Wherever the string "CatalogIndex" shows up in the records below, return that line.

Dataset section start

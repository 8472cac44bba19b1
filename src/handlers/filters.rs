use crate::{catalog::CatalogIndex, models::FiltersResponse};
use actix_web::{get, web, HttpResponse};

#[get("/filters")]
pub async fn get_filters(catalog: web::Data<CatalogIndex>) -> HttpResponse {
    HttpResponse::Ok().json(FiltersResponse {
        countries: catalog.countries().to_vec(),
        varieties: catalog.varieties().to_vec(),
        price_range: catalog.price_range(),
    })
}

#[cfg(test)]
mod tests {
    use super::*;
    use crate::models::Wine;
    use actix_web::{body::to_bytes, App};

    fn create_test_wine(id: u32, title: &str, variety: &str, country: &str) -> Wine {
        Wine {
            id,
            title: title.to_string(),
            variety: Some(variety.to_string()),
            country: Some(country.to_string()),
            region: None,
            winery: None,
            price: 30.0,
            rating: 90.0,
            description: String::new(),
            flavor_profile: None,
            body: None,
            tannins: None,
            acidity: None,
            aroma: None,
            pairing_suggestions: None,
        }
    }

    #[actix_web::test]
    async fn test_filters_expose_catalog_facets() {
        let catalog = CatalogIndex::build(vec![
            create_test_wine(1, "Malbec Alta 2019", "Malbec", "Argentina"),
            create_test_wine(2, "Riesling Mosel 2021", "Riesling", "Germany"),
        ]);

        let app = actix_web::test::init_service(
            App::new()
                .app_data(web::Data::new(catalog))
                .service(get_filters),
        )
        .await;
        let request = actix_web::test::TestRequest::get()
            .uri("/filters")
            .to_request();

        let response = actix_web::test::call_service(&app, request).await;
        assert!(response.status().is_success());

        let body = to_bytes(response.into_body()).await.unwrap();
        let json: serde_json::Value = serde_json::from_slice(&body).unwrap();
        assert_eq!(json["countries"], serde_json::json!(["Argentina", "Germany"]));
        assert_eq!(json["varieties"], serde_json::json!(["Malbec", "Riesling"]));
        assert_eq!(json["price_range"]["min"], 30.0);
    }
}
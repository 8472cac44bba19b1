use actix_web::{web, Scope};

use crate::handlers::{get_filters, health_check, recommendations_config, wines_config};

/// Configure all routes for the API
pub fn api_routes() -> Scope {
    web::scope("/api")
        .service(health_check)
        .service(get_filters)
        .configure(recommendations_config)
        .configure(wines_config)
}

Dataset section end
Dataset section start

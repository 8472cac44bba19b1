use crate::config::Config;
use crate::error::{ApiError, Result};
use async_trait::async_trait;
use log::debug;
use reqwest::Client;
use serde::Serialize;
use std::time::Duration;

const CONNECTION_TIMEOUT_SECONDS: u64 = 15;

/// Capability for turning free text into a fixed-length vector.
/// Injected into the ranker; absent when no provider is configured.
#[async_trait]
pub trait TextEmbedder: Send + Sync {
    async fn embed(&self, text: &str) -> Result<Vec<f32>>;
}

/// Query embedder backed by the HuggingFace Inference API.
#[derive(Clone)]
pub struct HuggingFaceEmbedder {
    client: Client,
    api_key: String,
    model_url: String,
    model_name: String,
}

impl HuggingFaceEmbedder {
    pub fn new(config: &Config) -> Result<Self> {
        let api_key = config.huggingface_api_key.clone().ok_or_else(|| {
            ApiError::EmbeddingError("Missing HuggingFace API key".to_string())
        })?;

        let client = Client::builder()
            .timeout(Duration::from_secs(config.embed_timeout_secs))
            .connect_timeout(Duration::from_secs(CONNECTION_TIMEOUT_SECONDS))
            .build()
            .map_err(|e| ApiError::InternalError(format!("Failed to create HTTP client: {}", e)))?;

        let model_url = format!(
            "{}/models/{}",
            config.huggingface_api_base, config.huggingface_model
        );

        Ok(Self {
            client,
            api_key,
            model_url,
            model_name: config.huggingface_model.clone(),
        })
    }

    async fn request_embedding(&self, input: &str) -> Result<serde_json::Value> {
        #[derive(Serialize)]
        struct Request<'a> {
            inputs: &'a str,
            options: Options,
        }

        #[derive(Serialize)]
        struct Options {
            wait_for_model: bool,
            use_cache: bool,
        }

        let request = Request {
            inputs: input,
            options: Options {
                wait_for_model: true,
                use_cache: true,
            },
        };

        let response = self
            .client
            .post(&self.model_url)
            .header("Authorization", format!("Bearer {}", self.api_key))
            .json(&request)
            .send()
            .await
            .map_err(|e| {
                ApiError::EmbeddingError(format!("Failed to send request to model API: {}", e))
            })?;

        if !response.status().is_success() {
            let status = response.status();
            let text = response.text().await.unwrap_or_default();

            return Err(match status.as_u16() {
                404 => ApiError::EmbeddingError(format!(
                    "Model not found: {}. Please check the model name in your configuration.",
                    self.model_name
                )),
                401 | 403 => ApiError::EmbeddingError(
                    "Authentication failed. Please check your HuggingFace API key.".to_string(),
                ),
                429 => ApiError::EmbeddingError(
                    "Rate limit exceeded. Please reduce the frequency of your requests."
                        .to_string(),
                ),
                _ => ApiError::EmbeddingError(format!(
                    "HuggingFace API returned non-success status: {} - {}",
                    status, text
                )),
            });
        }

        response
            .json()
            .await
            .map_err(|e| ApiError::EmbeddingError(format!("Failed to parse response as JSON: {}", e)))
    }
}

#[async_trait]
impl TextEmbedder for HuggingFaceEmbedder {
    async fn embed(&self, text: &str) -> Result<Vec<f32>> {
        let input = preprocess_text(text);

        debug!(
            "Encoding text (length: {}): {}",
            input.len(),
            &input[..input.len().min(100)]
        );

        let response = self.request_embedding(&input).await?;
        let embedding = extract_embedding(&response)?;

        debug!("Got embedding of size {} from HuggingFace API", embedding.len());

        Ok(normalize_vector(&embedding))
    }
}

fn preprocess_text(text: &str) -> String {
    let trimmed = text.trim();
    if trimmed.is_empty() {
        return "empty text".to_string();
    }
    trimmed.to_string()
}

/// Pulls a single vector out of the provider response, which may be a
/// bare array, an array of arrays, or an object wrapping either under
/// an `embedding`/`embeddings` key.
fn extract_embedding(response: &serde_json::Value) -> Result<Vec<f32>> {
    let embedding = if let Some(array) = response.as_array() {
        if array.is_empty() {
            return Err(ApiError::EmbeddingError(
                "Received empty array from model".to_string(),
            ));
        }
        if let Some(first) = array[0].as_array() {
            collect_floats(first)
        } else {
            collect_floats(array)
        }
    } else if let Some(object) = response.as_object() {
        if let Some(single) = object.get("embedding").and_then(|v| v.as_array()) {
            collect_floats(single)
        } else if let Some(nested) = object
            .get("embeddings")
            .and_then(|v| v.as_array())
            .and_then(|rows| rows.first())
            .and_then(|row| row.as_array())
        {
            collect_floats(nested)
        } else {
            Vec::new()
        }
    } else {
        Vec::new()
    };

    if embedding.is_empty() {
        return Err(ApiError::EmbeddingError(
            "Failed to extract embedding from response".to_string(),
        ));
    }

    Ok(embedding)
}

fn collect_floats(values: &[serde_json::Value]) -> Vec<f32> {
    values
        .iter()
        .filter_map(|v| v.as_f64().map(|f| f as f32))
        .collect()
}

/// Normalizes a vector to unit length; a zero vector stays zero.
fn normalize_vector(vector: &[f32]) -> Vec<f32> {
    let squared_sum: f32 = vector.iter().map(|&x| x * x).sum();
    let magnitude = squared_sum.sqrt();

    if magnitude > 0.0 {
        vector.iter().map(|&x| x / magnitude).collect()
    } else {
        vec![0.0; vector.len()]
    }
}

Dataset section end
Dataset section start

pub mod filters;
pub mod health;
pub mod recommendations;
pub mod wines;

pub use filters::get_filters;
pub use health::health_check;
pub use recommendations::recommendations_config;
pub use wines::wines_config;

Dataset section end

Response box:
use crate::{catalog::CatalogIndex, models::FiltersResponse};
pub async fn get_filters(catalog: web::Data<CatalogIndex>) -> HttpResponse {
        let catalog = CatalogIndex::build(vec![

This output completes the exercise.